The sundering of economic relations between town and country during the civil war continued to threaten the viability of the Soviet state after the Reds had achieved military victory. With little food and other agricultural produce reaching the cities, the urban population had dwindled. Correspondingly, the production of manufactured goods such as clothing and farm implements which might have induced peasants to produce surpluses for urban consumption plummeted. The New Economic Policy inaugurated in 1921 was dedicated essentially to reestablishing this link (smychka) on the basis of market relations. The state would regulate the exchange of commodities, and, via the Land Code issued in 1922, provide a legal framework for peasants’ land use. The smychka also had an important cultural and educational dimensions which were represented by the establishment of reading huts (izbachi) and other measures to promote literacy, the circulation of silent films in the villages, and the dispatch of agronomists to promote scientific farming and educate peasants in the advantages of soviet power.

Like the blades of a pair of scissors, the terms of trade between town and country began to diverge in1923 in favor of the mainly state-run industrial economy and at the expense of rural consumers. Basically, the reason for the “scissors crisis” of that year was that while agricultural production had rebounded quickly from the devastating famine of 1921-22, industrial infrastructure was relatively slow to recover from civil war-era neglect and destruction. Thus, whereas textile production — essential to providing cloth to mass consumers — was only 26 percent of the pre-war level in 1922, agriculture reached 75 percent. The problem was exacerbated by the syndicates, government disposal agencies, that demanded high prices for the manufactured goods over which they exercised near monopolistic control, and the fact that the state, as principal purchaser of bread grain, sought to buy at low prices.
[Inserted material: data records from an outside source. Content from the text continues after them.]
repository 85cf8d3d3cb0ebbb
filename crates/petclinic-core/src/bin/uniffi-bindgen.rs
fn main() {
    uniffi::uniffi_bindgen_main()
}
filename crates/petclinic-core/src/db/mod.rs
//! Database layer for petclinic.

mod owners;
mod pets;
mod schema;
mod vets;
mod visits;

pub use schema::*;

use rusqlite::Connection;
use std::path::Path;
use thiserror::Error;

/// Database errors.
#[derive(Error, Debug)]
pub enum DbError {
    #[error("SQLite error: {0}")]
    Sqlite(#[from] rusqlite::Error),

    #[error("JSON serialization error: {0}")]
    Json(#[from] serde_json::Error),

    #[error("Record not found: {0}")]
    NotFound(String),

    #[error("Constraint violation: {0}")]
    Constraint(String),
}

pub type DbResult<T> = Result<T, DbError>;

/// Database connection wrapper.
pub struct Database {
    conn: Connection,
}

impl Database {
    /// Open database at path, creating if needed.
    pub fn open<P: AsRef<Path>>(path: P) -> DbResult<Self> {
        let conn = Connection::open(path)?;
        let db = Self { conn };
        db.initialize()?;
        Ok(db)
    }

    /// Create in-memory database (for testing).
    pub fn open_in_memory() -> DbResult<Self> {
        let conn = Connection::open_in_memory()?;
        let db = Self { conn };
        db.initialize()?;
        Ok(db)
    }

    /// Initialize schema.
    fn initialize(&self) -> DbResult<()> {
        self.conn.execute_batch(SCHEMA)?;
        Ok(())
    }

    /// Get raw connection (for advanced queries).
    pub fn conn(&self) -> &Connection {
        &self.conn
    }

    /// Begin a transaction. Inserts and updates issued through `self` join it
    /// until it is committed; dropping it uncommitted rolls them back.
    pub fn transaction(&self) -> DbResult<rusqlite::Transaction<'_>> {
        Ok(self.conn.unchecked_transaction()?)
    }
}

/// Parse a stored `yyyy-MM-dd` column.
pub(crate) fn parse_date(column: &str, value: &str) -> DbResult<chrono::NaiveDate> {
    chrono::NaiveDate::parse_from_str(value, crate::models::DATE_FORMAT)
        .map_err(|e| DbError::Constraint(format!("Invalid {} '{}': {}", column, value, e)))
}

/// Format a date for storage.
pub(crate) fn format_date(date: &chrono::NaiveDate) -> String {
    date.format(crate::models::DATE_FORMAT).to_string()
}

#[cfg(test)]
mod tests {
    use super::*;

    #[test]
    fn test_open_in_memory() {
        let db = Database::open_in_memory();
        assert!(db.is_ok());
    }

    #[test]
    fn test_schema_initialized() {
        let db = Database::open_in_memory().unwrap();

        // Check that tables exist
        let tables: Vec<String> = db
            .conn()
            .prepare("SELECT name FROM sqlite_master WHERE type='table' ORDER BY name")
            .unwrap()
            .query_map([], |row| row.get(0))
            .unwrap()
            .filter_map(|r| r.ok())
            .collect();

        assert!(tables.contains(&"owners".to_string()));
        assert!(tables.contains(&"pets".to_string()));
        assert!(tables.contains(&"vets".to_string()));
        assert!(tables.contains(&"visits".to_string()));
    }

    #[test]
    fn test_dropped_transaction_rolls_back() {
        let db = Database::open_in_memory().unwrap();
        {
            let _tx = db.transaction().unwrap();
            db.conn()
                .execute(
                    "INSERT INTO vets (first_name, last_name) VALUES ('James', 'Carter')",
                    [],
                )
                .unwrap();
        }
        let count: i64 = db
            .conn()
            .query_row("SELECT COUNT(*) FROM vets", [], |row| row.get(0))
            .unwrap();
        assert_eq!(count, 0);
    }

    #[test]
    fn test_parse_date() {
        let date = parse_date("visit_date", "2024-01-10").unwrap();
        assert_eq!(format_date(&date), "2024-01-10");

        let err = parse_date("visit_date", "10/01/2024").unwrap_err();
        assert!(matches!(err, DbError::Constraint(_)));
    }
}
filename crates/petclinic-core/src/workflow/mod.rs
//! Visit workflow: create, edit and cancel a pet's visits through a form.
//!
//! Flow: blank form → submit → validate → attach to pet → save → redirect to
//! the owner page. A rejected submission is redisplayed with its field errors
//! and nothing is saved.

mod view;

pub use view::*;

use thiserror::Error;
use tracing::{debug, info, warn};

use crate::db::{Database, DbError};
use crate::models::{Owner, Pet, Vet, Visit, VisitForm};
use crate::repository::{PetRepository, VetRepository, VisitRepository};
use crate::validation::{
    validate_visit_form, FieldError, ValidVisit, ValidationErrors, CODE_UNKNOWN_VET, FIELD_VET_ID,
};

/// Workflow errors. Validation failures are not errors; see [`FormOutcome::Render`].
#[derive(Error, Debug)]
pub enum WorkflowError {
    #[error("Pet {pet_id} not found for owner {owner_id}")]
    PetNotFound { owner_id: i64, pet_id: i64 },

    #[error("Visit {visit_id} not found for pet {pet_id}")]
    VisitNotFound { pet_id: i64, visit_id: i64 },

    #[error("Database error: {0}")]
    Database(#[from] DbError),
}

pub type WorkflowResult<T> = Result<T, WorkflowError>;

/// Find the first visit with the given ID.
pub fn find_visit(visits: &[Visit], visit_id: i64) -> Option<&Visit> {
    visits.iter().find(|visit| visit.id == Some(visit_id))
}

/// Handles the visit form pages for one request.
pub struct VisitWorkflow<'a> {
    pets: &'a dyn PetRepository,
    vets: &'a dyn VetRepository,
    visits: &'a dyn VisitRepository,
}

impl<'a> VisitWorkflow<'a> {
    /// Create a workflow backed by a single database.
    pub fn new(db: &'a Database) -> Self {
        Self::with_repositories(db, db, db)
    }

    /// Create a workflow over separate repositories.
    pub fn with_repositories(
        pets: &'a dyn PetRepository,
        vets: &'a dyn VetRepository,
        visits: &'a dyn VisitRepository,
    ) -> Self {
        Self { pets, vets, visits }
    }

    /// All vets, for the vet selector.
    pub fn all_vets(&self) -> WorkflowResult<Vec<Vet>> {
        Ok(self.vets.find_all()?)
    }

    /// Show an empty form for a new visit.
    pub fn init_new_visit_form(&self, owner_id: i64, pet_id: i64) -> WorkflowResult<FormView> {
        let pet = self.load_pet(owner_id, pet_id)?;
        self.render(
            VIEW_CREATE_OR_UPDATE_VISIT,
            VisitForm::default(),
            pet,
            ValidationErrors::new(),
        )
    }

    /// Validate and save a new visit for the pet.
    pub fn process_new_visit_form(
        &self,
        owner_id: i64,
        pet_id: i64,
        form: VisitForm,
    ) -> WorkflowResult<FormOutcome> {
        let mut pet = self.load_pet(owner_id, pet_id)?;

        let valid = match self.validate(&form)? {
            Ok(valid) => valid,
            Err(errors) => {
                debug!(owner_id, pet_id, errors = %errors, "new visit form rejected");
                return self
                    .render(VIEW_CREATE_OR_UPDATE_VISIT, form, pet, errors)
                    .map(FormOutcome::Render);
            }
        };

        let visit = pet.add_visit(Visit::new(valid.date, valid.description, valid.vet_id));
        self.visits.save(visit)?;
        info!(owner_id, pet_id, visit_id = ?visit.id, vet_id = visit.vet_id, "visit created");

        Ok(FormOutcome::Redirect(Owner::details_path(owner_id)))
    }

    /// Show a form pre-filled from an existing visit.
    pub fn init_edit_visit_form(
        &self,
        owner_id: i64,
        pet_id: i64,
        visit_id: i64,
    ) -> WorkflowResult<FormView> {
        let pet = self.load_pet(owner_id, pet_id)?;
        let visit = self.locate_visit(pet_id, visit_id)?;
        self.render(
            VIEW_EDIT_VISIT,
            VisitForm::from_visit(&visit),
            pet,
            ValidationErrors::new(),
        )
    }

    /// Validate an edit and update the visit in place.
    ///
    /// The visit keeps its ID and active flag; date, description and vet are
    /// replaced.
    pub fn process_edit_visit_form(
        &self,
        owner_id: i64,
        pet_id: i64,
        visit_id: i64,
        form: VisitForm,
    ) -> WorkflowResult<FormOutcome> {
        let pet = self.load_pet(owner_id, pet_id)?;
        let mut visit = self.locate_visit(pet_id, visit_id)?;

        let valid = match self.validate(&form)? {
            Ok(valid) => valid,
            Err(errors) => {
                debug!(owner_id, pet_id, visit_id, errors = %errors, "edit visit form rejected");
                return self
                    .render(VIEW_EDIT_VISIT, form, pet, errors)
                    .map(FormOutcome::Render);
            }
        };

        visit.date = valid.date;
        visit.description = valid.description;
        visit.vet_id = valid.vet_id;
        visit.pet_id = pet.id;
        self.visits.save(&mut visit)?;
        info!(owner_id, pet_id, visit_id, vet_id = visit.vet_id, "visit updated");

        Ok(FormOutcome::Redirect(Owner::details_path(owner_id)))
    }

    /// Mark a visit as cancelled and save it. Returns the redirect path.
    pub fn cancel_visit(
        &self,
        owner_id: i64,
        pet_id: i64,
        visit_id: i64,
    ) -> WorkflowResult<String> {
        self.load_pet(owner_id, pet_id)?;
        let mut visit = self.locate_visit(pet_id, visit_id)?;

        visit.active = true;
        self.visits.save(&mut visit)?;
        info!(owner_id, pet_id, visit_id, "visit cancelled");

        Ok(Owner::details_path(owner_id))
    }

    fn load_pet(&self, owner_id: i64, pet_id: i64) -> WorkflowResult<Pet> {
        match self.pets.find_by_id(pet_id)? {
            Some(pet) if pet.is_owned_by(owner_id) => Ok(pet),
            _ => {
                warn!(owner_id, pet_id, "pet not found");
                Err(WorkflowError::PetNotFound { owner_id, pet_id })
            }
        }
    }

    fn locate_visit(&self, pet_id: i64, visit_id: i64) -> WorkflowResult<Visit> {
        let visits = self.visits.find_by_pet_id(pet_id)?;
        match find_visit(&visits, visit_id) {
            Some(visit) => Ok(visit.clone()),
            None => {
                warn!(pet_id, visit_id, "visit not found");
                Err(WorkflowError::VisitNotFound { pet_id, visit_id })
            }
        }
    }

    /// Field validation followed by the vet lookup. The outer result carries
    /// repository failures, the inner one field errors.
    fn validate(&self, form: &VisitForm) -> WorkflowResult<Result<ValidVisit, ValidationErrors>> {
        let valid = match validate_visit_form(form) {
            Ok(valid) => valid,
            Err(errors) => return Ok(Err(errors)),
        };

        if self.vets.find_by_id(valid.vet_id)?.is_none() {
            return Ok(Err(FieldError::new(
                FIELD_VET_ID,
                CODE_UNKNOWN_VET,
                format!("no vet with id {}", valid.vet_id),
            )
            .into()));
        }

        Ok(Ok(valid))
    }

    fn render(
        &self,
        view: &'static str,
        visit_form: VisitForm,
        pet: Pet,
        errors: ValidationErrors,
    ) -> WorkflowResult<FormView> {
        Ok(FormView {
            view,
            visit_form,
            pet,
            vets: self.all_vets()?,
            errors,
        })
    }
}
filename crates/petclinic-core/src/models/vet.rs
//! Veterinarian models.

use serde::{Deserialize, Serialize};

/// A veterinarian who can be assigned to visits.
#[derive(Debug, Clone, Serialize, Deserialize, PartialEq)]
pub struct Vet {
    /// Database ID - `None` until first save
    pub id: Option<i64>,
    pub first_name: String,
    pub last_name: String,
    /// Specialties (e.g., "radiology", "surgery"); empty for general practice
    pub specialties: Vec<String>,
}

impl Vet {
    /// Create a new vet with no specialties.
    pub fn new(first_name: String, last_name: String) -> Self {
        Self {
            id: None,
            first_name,
            last_name,
            specialties: Vec::new(),
        }
    }

    /// Display name for the vet selector.
    pub fn full_name(&self) -> String {
        format!("{} {}", self.first_name, self.last_name)
    }
}
use axum::extract::{Path, State};
use axum::response::{IntoResponse, Redirect, Response};
use axum::routing::get;
use axum::{Form, Json, Router};
use petclinic_core::{FormOutcome, VisitForm};
use serde::Deserialize;
use tower_http::trace::TraceLayer;
use tracing::debug;

use crate::service::{ApiError, AppState};

pub const HEALTH_PATH: &str = "/health";
pub const NEW_VISIT_PATH: &str = "/owners/:owner_id/pets/:pet_id/visits/new";
pub const EDIT_VISIT_PATH: &str = "/owners/:owner_id/pets/:pet_id/visits/:visit_id/edit";
pub const CANCEL_VISIT_PATH: &str = "/owners/:owner_id/pets/:pet_id/visits/:visit_id/cancel";

#[derive(Debug, Deserialize)]
pub struct PetPath {
    owner_id: i64,
    pet_id: i64,
}

#[derive(Debug, Deserialize)]
pub struct VisitPath {
    owner_id: i64,
    pet_id: i64,
    visit_id: i64,
}

/// Full application router with request tracing.
pub fn router(state: AppState) -> Router {
    Router::new()
        .merge(health_routes())
        .merge(visit_routes())
        .layer(TraceLayer::new_for_http())
        .with_state(state)
}

pub fn health_routes() -> Router<AppState> {
    Router::new().route(HEALTH_PATH, get(health))
}

pub fn visit_routes() -> Router<AppState> {
    Router::new()
        .route(NEW_VISIT_PATH, get(init_new_visit).post(process_new_visit))
        .route(
            EDIT_VISIT_PATH,
            get(init_edit_visit).post(process_edit_visit),
        )
        .route(CANCEL_VISIT_PATH, get(cancel_visit))
}

async fn health() -> &'static str {
    "ok"
}

async fn init_new_visit(
    State(st): State<AppState>,
    Path(path): Path<PetPath>,
) -> Result<Response, ApiError> {
    let view = st
        .with_workflow(move |w| w.init_new_visit_form(path.owner_id, path.pet_id))
        .await?;
    Ok(Json(view).into_response())
}

async fn process_new_visit(
    State(st): State<AppState>,
    Path(path): Path<PetPath>,
    Form(form): Form<VisitForm>,
) -> Result<Response, ApiError> {
    debug!(
        owner_id = path.owner_id,
        pet_id = path.pet_id,
        "new visit submitted"
    );
    let outcome = st
        .with_workflow(move |w| w.process_new_visit_form(path.owner_id, path.pet_id, form))
        .await?;
    Ok(outcome_response(outcome))
}

async fn init_edit_visit(
    State(st): State<AppState>,
    Path(path): Path<VisitPath>,
) -> Result<Response, ApiError> {
    let view = st
        .with_workflow(move |w| w.init_edit_visit_form(path.owner_id, path.pet_id, path.visit_id))
        .await?;
    Ok(Json(view).into_response())
}

async fn process_edit_visit(
    State(st): State<AppState>,
    Path(path): Path<VisitPath>,
    Form(form): Form<VisitForm>,
) -> Result<Response, ApiError> {
    debug!(
        owner_id = path.owner_id,
        pet_id = path.pet_id,
        visit_id = path.visit_id,
        "visit edit submitted"
    );
    let outcome = st
        .with_workflow(move |w| {
            w.process_edit_visit_form(path.owner_id, path.pet_id, path.visit_id, form)
        })
        .await?;
    Ok(outcome_response(outcome))
}

async fn cancel_visit(
    State(st): State<AppState>,
    Path(path): Path<VisitPath>,
) -> Result<Redirect, ApiError> {
    let location = st
        .with_workflow(move |w| w.cancel_visit(path.owner_id, path.pet_id, path.visit_id))
        .await?;
    Ok(Redirect::to(&location))
}

/// Rejected forms come back as JSON; saved ones redirect with 303.
fn outcome_response(outcome: FormOutcome) -> Response {
    match outcome {
        FormOutcome::Render(view) => Json(view).into_response(),
        FormOutcome::Redirect(location) => Redirect::to(&location).into_response(),
    }
}
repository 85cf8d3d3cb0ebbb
//! Owner models.

use serde::{Deserialize, Serialize};

/// A pet owner (clinic client).
#[derive(Debug, Clone, Serialize, Deserialize, PartialEq)]
pub struct Owner {
    /// Database ID - `None` until first save
    pub id: Option<i64>,
    pub first_name: String,
    pub last_name: String,
    pub address: String,
    pub city: String,
    pub telephone: String,
}

impl Owner {
    /// Create a new owner with required fields.
    pub fn new(first_name: String, last_name: String) -> Self {
        Self {
            id: None,
            first_name,
            last_name,
            address: String::new(),
            city: String::new(),
            telephone: String::new(),
        }
    }

    /// Path of the owner's detail page, where visit forms redirect to.
    pub fn details_path(owner_id: i64) -> String {
        format!("/owners/{}", owner_id)
    }
}
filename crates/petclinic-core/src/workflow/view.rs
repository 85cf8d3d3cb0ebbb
//! What a workflow step hands back to the presentation layer.

use serde::Serialize;

use crate::models::{Pet, Vet, VisitForm};
use crate::validation::ValidationErrors;

/// View for creating a visit (and redisplaying a rejected creation).
pub const VIEW_CREATE_OR_UPDATE_VISIT: &str = "pets/createOrUpdateVisitForm";
/// View for editing an existing visit.
pub const VIEW_EDIT_VISIT: &str = "pets/EditVisitForm";

/// A form to render, with everything the template needs.
#[derive(Debug, Clone, Serialize, PartialEq)]
#[serde(rename_all = "camelCase")]
pub struct FormView {
    /// Template name
    pub view: &'static str,
    /// Values to pre-fill (submitted values when redisplaying)
    pub visit_form: VisitForm,
    /// Pet the visit belongs to
    pub pet: Pet,
    /// Choices for the vet selector
    pub vets: Vec<Vet>,
    /// Field errors, empty on first display
    pub errors: ValidationErrors,
}

impl FormView {
    pub fn has_errors(&self) -> bool {
        !self.errors.is_empty()
    }
}

/// Result of processing a submitted form.
#[derive(Debug, Clone, PartialEq)]
pub enum FormOutcome {
    /// Validation failed; show the form again.
    Render(FormView),
    /// Saved; send the client to this path.
    Redirect(String),
}
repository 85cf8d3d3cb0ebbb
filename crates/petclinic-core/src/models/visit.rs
//! Visit models: the persisted visit record and the form used to edit it.

use chrono::NaiveDate;
use serde::{Deserialize, Serialize};

/// Calendar date pattern accepted by visit forms (`yyyy-MM-dd`).
pub const DATE_FORMAT: &str = "%Y-%m-%d";

/// A single clinic appointment for a pet.
#[derive(Debug, Clone, Serialize, Deserialize, PartialEq)]
pub struct Visit {
    /// Server-assigned ID - `None` until first save, never taken from form input
    pub id: Option<i64>,
    /// Owning pet's ID - set when the visit is attached to a pet
    pub pet_id: Option<i64>,
    /// Visit date
    pub date: NaiveDate,
    /// What the visit is for
    pub description: String,
    /// Attending vet's ID
    pub vet_id: i64,
    /// Soft-cancel marker: `true` once the visit has been cancelled
    pub active: bool,
}

impl Visit {
    /// Create a new, unattached visit.
    pub fn new(date: NaiveDate, description: String, vet_id: i64) -> Self {
        Self {
            id: None,
            pet_id: None,
            date,
            description,
            vet_id,
            active: false,
        }
    }

    /// Check if this visit has been saved.
    pub fn is_new(&self) -> bool {
        self.id.is_none()
    }
}

/// User input for creating or editing a visit.
///
/// Field names follow the HTML form (`date`, `description`, `vetId`). There is
/// deliberately no `id` field: a submitted `id` is dropped during binding.
#[derive(Debug, Clone, Default, Serialize, Deserialize, PartialEq)]
#[serde(rename_all = "camelCase")]
pub struct VisitForm {
    /// Raw date text as submitted, expected as `yyyy-MM-dd`
    #[serde(default)]
    pub date: String,
    #[serde(default)]
    pub description: String,
    /// Raw vet selector value; parsed to an ID during validation
    #[serde(default)]
    pub vet_id: String,
}

impl VisitForm {
    /// Pre-fill a form from an existing visit.
    pub fn from_visit(visit: &Visit) -> Self {
        Self {
            date: visit.date.format(DATE_FORMAT).to_string(),
            description: visit.description.clone(),
            vet_id: visit.vet_id.to_string(),
        }
    }
}
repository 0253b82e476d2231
use std::time::Duration;

use async_trait::async_trait;
use serde::Serialize;
use reqwest::Client;
use tracing::{debug, warn};
use url::Url;

use crate::api::models::LegitimacyVerdict;
use crate::config::Config;
use crate::error::{Result, AppError};
use crate::scraper::{fetch_page_summary, PageSummary};

const SYSTEM_PROMPT: &str = "You are an expert in website security and legitimacy analysis. \
Only respond with one of the two specified options.";

const LEGITIMATE_ANSWER: &str = "real and seems safe";
const NOT_LEGITIMATE_ANSWER: &str = "not real";

/// Asks some external judge whether a site is legitimate.
#[async_trait]
pub trait LegitimacyClassifier: Send + Sync {
    async fn classify(&self, url: &Url) -> Result<LegitimacyVerdict>;
}

#[derive(Serialize)]
struct Message {
    role: String,
    content: String,
}

#[derive(Serialize)]
struct ChatRequest {
    model: String,
    messages: Vec<Message>,
    max_tokens: u32,
}

/// Chat-completions client for OpenAI or any API-compatible endpoint.
pub struct OpenAiClassifier {
    client: Client,
    api_key: String,
    base_url: String,
    model: String,
    fetch_content: bool,
}

impl OpenAiClassifier {
    pub fn new(config: &Config) -> Result<Self> {
        let client = Client::builder()
            .timeout(config.classifier_timeout)
            .build()
            .map_err(|e| AppError::Config(format!("Failed to build classifier HTTP client: {}", e)))?;

        Ok(Self {
            client,
            api_key: config.openai_api_key.clone(),
            base_url: config.openai_base_url.clone(),
            model: config.openai_model.clone(),
            fetch_content: config.classifier_fetch_content,
        })
    }

    async fn page_context(&self, url: &Url) -> Option<PageSummary> {
        if !self.fetch_content {
            return None;
        }
        match fetch_page_summary(url).await {
            Ok(summary) => Some(summary),
            Err(e) => {
                warn!(url = %url, error = %e, "Page fetch failed, classifying on URL alone");
                None
            }
        }
    }
}

#[async_trait]
impl LegitimacyClassifier for OpenAiClassifier {
    async fn classify(&self, url: &Url) -> Result<LegitimacyVerdict> {
        let page = self.page_context(url).await;
        let body = ChatRequest {
            model: self.model.clone(),
            messages: vec![
                Message {
                    role: "system".into(),
                    content: SYSTEM_PROMPT.into(),
                },
                Message {
                    role: "user".into(),
                    content: build_prompt(url, page.as_ref()),
                },
            ],
            max_tokens: 50,
        };

        let res = self
            .client
            .post(format!("{}/chat/completions", self.base_url))
            .bearer_auth(&self.api_key)
            .json(&body)
            .send()
            .await
            .map_err(|e| AppError::ClassifierUnavailable(format!("Request failed: {}", e)))?;

        let status = res.status();
        if !status.is_success() {
            let text = res.text().await.unwrap_or_default();
            return Err(AppError::ClassifierUnavailable(format!(
                "HTTP {} - {}",
                status,
                excerpt(&text)
            )));
        }

        let json: serde_json::Value = res
            .json()
            .await
            .map_err(|e| AppError::ClassifierUnavailable(format!("Malformed response: {}", e)))?;
        let reply = json["choices"][0]["message"]["content"]
            .as_str()
            .ok_or_else(|| AppError::ClassifierUnavailable("Invalid response format from LLM".to_string()))?;

        debug!(url = %url, reply = %reply, "Classifier replied");
        Ok(parse_verdict(reply))
    }
}

/// Runs the classifier under a deadline. Any failure becomes an unknown
/// verdict plus an error entry for the response.
pub async fn classify_with_timeout(
    classifier: &dyn LegitimacyClassifier,
    url: &Url,
    timeout: Duration,
) -> (LegitimacyVerdict, Option<String>) {
    let err = match tokio::time::timeout(timeout, classifier.classify(url)).await {
        Ok(Ok(verdict)) => return (verdict, None),
        Ok(Err(e)) => e,
        Err(_) => AppError::ClassifierUnavailable(format!("timed out after {:?}", timeout)),
    };
    warn!(url = %url, error = %err, "Classifier unavailable, verdict is unknown");
    (LegitimacyVerdict::unknown(), Some(err.to_string()))
}

pub fn build_prompt(url: &Url, page: Option<&PageSummary>) -> String {
    let mut prompt = format!(
        "Analyze the following webpage URL to determine if the specific page is legitimate (real) and safe.\n\
URL: {url}\n\n\
Consider factors such as:\n\
- URL structure (e.g., misspellings, unusual subdomains or paths)\n\
- Domain reputation (e.g., well-known sites like udemy.com are generally safe)\n\
- Signs of phishing or scam pages\n"
    );

    if let Some(page) = page {
        prompt.push_str("\nPage content retrieved from the URL:\n");
        if let Some(title) = &page.title {
            prompt.push_str("Title: ");
            prompt.push_str(title);
            prompt.push('\n');
        }
        prompt.push_str("Text: ");
        prompt.push_str(&page.excerpt);
        prompt.push('\n');
    }

    prompt.push_str(
        "\nRespond with exactly one of these two options:\n\
- \"The webpage URL is real and seems safe\" if the page is legitimate and safe.\n\
- \"The webpage URL is not real\" if the page shows signs of being fake, suspicious, or is inaccessible.\n",
    );
    prompt
}

/// Maps the model's answer onto a verdict. Anything outside the two agreed
/// phrases is unknown.
pub fn parse_verdict(reply: &str) -> LegitimacyVerdict {
    let reply = reply.trim();
    let lower = reply.to_lowercase();
    let is_legitimate = if lower.contains(LEGITIMATE_ANSWER) {
        Some(true)
    } else if lower.contains(NOT_LEGITIMATE_ANSWER) {
        Some(false)
    } else {
        None
    };

    LegitimacyVerdict {
        is_legitimate,
        rationale: (!reply.is_empty()).then(|| reply.to_string()),
    }
}

fn excerpt(text: &str) -> String {
    text.chars().take(200).collect()
}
By October 1923 when the crisis reached its peak, industrial prices were 276 percent of 1913 levels, while agricultural prices were only 89 percent. Put another way, industrial prices were three times higher, relative to agricultural prices, than they had been before the war. At this point, the state took vigorous action to force down prices of manufactures. Costs were reduced by cutting staffs in industry and the trade networks, the network of consumer cooperatives was expanded, and industrial trusts were compelled to unload warehoused stocks before obtaining credits. As a result of these measures as well as the success of the newly established People’s Commissariat of Trade in making inroads into areas previously dependent on NEPmen, the scissors began to close. By April 1924 the agricultural price index had risen slightly to 92 (1913=100) and the industrial index had fallen to 131.

At this point, the issue became one of finding the optimum balance between industrial and agricultural prices. This fed into the state’s rationalization and economization campaigns in industry, and contributed to the struggle over workers’ employment, wages, and benefits.